Mas havia uma coisa que ainda não fazia sentido.

— Teresa, por que você foi para o Brasil?

Ela respirou fundo.

— Porque encontrei outra coisa no computador.

— O quê?

— Um arquivo criado vinte e três anos atrás.

Meu pai se aproximou da tela.

— Qual arquivo?

Teresa colocou um documento diante da câmera.

No topo estava escrito:

PROJETO MARÉ ALTA.

— Nunca ouvi falar disso — disse meu pai.

— Porque o arquivo estava escondido dentro do backup pessoal de Beatriz.

Meu coração acelerou.

— O que havia nele?

Teresa olhou para mim.

— Uma lista de propriedades compradas usando parte do dinheiro desviado.

— E uma delas fica no Brasil?

— Sim.

— Onde?

Teresa respondeu:

— Angra dos Reis.

Então mostrou uma fotografia.

Era uma casa enorme diante do oceano.

— A propriedade foi comprada através de três empresas diferentes. Oficialmente, ninguém ligado ao Projeto Atlântico aparece como proprietário.

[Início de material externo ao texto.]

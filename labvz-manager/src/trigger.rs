//! Remote lab test trigger.
//!
//! Asks the management agent inside a VM to fetch and test a lab. The agent
//! may still be starting, so transport failures are retried after each of the
//! configured delays; any HTTP response ends the attempts.

use std::net::SocketAddrV4;
use std::time::Duration;

use http_body_util::{BodyExt, Full};
use hyper::body::Bytes;
use hyper::header::{CONTENT_LENGTH, CONTENT_TYPE, HOST};
use hyper::{Method, Request, Uri};
use hyper_util::rt::TokioIo;
use labvz_core::ManagementEndpoint;
use serde::Serialize;
use tokio::net::TcpStream;

use crate::config::LabConfig;
use crate::LabError;

/// Result of a test-lab request.
#[derive(Debug, Clone, PartialEq, Eq, Serialize)]
#[non_exhaustive]
pub struct TestOutcome {
    /// Whether the agent's reply reported success.
    pub success: bool,
    /// Reply body, or the last transport error if no reply arrived.
    pub response: String,
}

/// Sends test-lab requests to management agents.
#[derive(Debug, Clone)]
pub struct TestTrigger {
    uri: String,
    delays: Vec<Duration>,
}

impl TestTrigger {
    #[must_use]
    pub fn new(config: &LabConfig) -> Self {
        Self {
            uri: config.test_lab_uri.clone(),
            delays: config.retry_delays(),
        }
    }

    /// Replace the delays slept before each attempt.
    #[must_use]
    pub fn with_delays(mut self, delays: Vec<Duration>) -> Self {
        self.delays = delays;
        self
    }

    /// Full request url for an endpoint.
    #[must_use]
    pub fn url(&self, endpoint: &ManagementEndpoint) -> String {
        format!("http://{endpoint}{}", self.uri)
    }

    /// Ask the agent at `endpoint` to test the lab at `lab_src_url`.
    ///
    /// Success is reported when the reply body contains `Success`. When every
    /// attempt fails to reach the agent, the outcome is unsuccessful and
    /// carries the last transport error.
    ///
    /// # Errors
    /// Returns [`LabError::InvalidEndpoint`] if the request cannot be built.
    /// Transport failures are not errors; they end up in the outcome.
    pub async fn test_lab(
        &self,
        endpoint: &ManagementEndpoint,
        lab_src_url: &str,
        version: Option<&str>,
    ) -> Result<TestOutcome, LabError> {
        let uri: Uri = self.uri.parse().map_err(|e| {
            LabError::InvalidEndpoint(format!("bad test-lab uri {}: {e}", self.uri))
        })?;
        let body = form_body(lab_src_url, version);
        let url = self.url(endpoint);
        tracing::debug!(%url, %body, "triggering lab test");

        let mut last_error = String::from("no attempts configured");
        for (attempt, delay) in self.delays.iter().enumerate() {
            tokio::time::sleep(*delay).await;
            match post_form(endpoint.socket_addr(), &uri, &body).await {
                Ok(response) => {
                    let success = response.contains("Success");
                    tracing::info!(%url, attempt = attempt + 1, success, "lab test answered");
                    return Ok(TestOutcome { success, response });
                }
                Err(LabError::Transport(reason)) => {
                    tracing::error!(
                        %url,
                        attempt = attempt + 1,
                        error = %reason,
                        "lab test attempt failed"
                    );
                    last_error = reason;
                }
                Err(other) => return Err(other),
            }
        }

        tracing::warn!(%url, attempts = self.delays.len(), "giving up on lab test");
        Ok(TestOutcome {
            success: false,
            response: last_error,
        })
    }
}

/// Form-encode the request fields, leaving out `version` when unset.
fn form_body(lab_src_url: &str, version: Option<&str>) -> String {
    let mut form = url::form_urlencoded::Serializer::new(String::new());
    form.append_pair("lab_src_url", lab_src_url);
    if let Some(version) = version {
        form.append_pair("version", version);
    }
    form.finish()
}

async fn post_form(addr: SocketAddrV4, uri: &Uri, body: &str) -> Result<String, LabError> {
    let stream = TcpStream::connect(addr)
        .await
        .map_err(|e| LabError::Transport(format!("connect to {addr}: {e}")))?;

    let (mut sender, conn) = hyper::client::conn::http1::handshake(TokioIo::new(stream))
        .await
        .map_err(|e| LabError::Transport(format!("HTTP handshake: {e}")))?;

    tokio::spawn(async move {
        if let Err(e) = conn.await {
            tracing::debug!("management agent connection closed: {e}");
        }
    });

    let req = Request::builder()
        .method(Method::POST)
        .uri(uri.clone())
        .header(HOST, addr.to_string())
        .header(CONTENT_TYPE, "application/x-www-form-urlencoded")
        .header(CONTENT_LENGTH, body.len())
        .body(Full::new(Bytes::from(body.to_owned())))
        .map_err(|e| LabError::InvalidEndpoint(format!("build request: {e}")))?;

    let resp = sender
        .send_request(req)
        .await
        .map_err(|e| LabError::Transport(format!("send request: {e}")))?;

    let bytes = resp
        .into_body()
        .collect()
        .await
        .map_err(|e| LabError::Transport(format!("read response body: {e}")))?
        .to_bytes();

    Ok(String::from_utf8_lossy(&bytes).into_owned())
}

— Então por que isso importa?

Teresa ampliou a imagem.

No canto da fotografia havia uma mulher.

Eu a reconheci.

Cecília.

Mas ela não estava sozinha.

Ao lado dela havia um homem.

Quando meu pai viu o rosto dele, sentou-se lentamente.

— Não pode ser.

— Quem é? — perguntei.

Meu pai não respondeu.

Minha mãe começou a chorar.

Foi Eduardo quem falou.

— Roberto Duarte.

Olhei novamente para a fotografia.

— O pai de Camila?

— Sim.

— Mas ele morreu há quatro anos.

Teresa balançou a cabeça.

— A fotografia foi feita há seis meses.

Ninguém disse nada.

Se aquela imagem fosse autêntica, toda a história mudava novamente.

Roberto não estava morto.

Camila havia passado anos acreditando que o pai havia morrido.

Cecília não estava simplesmente protegendo uma rede criada décadas atrás.

Ela ainda estava trabalhando com o homem que supostamente havia começado tudo.

Então uma voz surgiu atrás de Teresa na chamada.

— Você já falou demais.

Teresa virou-se rapidamente.

A imagem tremeu.

— Teresa! — gritei.

A chamada caiu.

Eduardo tentou retornar.

Nada.

Meu coração disparou.

— Precisamos encontrá-la.

Eduardo já estava falando com sua equipe.

Mas, antes que terminasse, recebi uma mensagem.

Número desconhecido.

Uma fotografia apareceu.

Teresa estava sentada em uma cadeira.

Parecia assustada, mas consciente.

Atrás dela havia uma enorme janela com vista para o mar.

Abaixo da imagem, apenas uma frase:

“Se quiser saber quem realmente planejou sua lua de mel, venha ao Brasil.”

E naquele momento compreendi que o plano para me fazer desaparecer no oceano talvez não tivesse começado com Lucas, Roderick, Gertrude ou Cecília.

Alguém ainda estava escondido atrás de todos eles.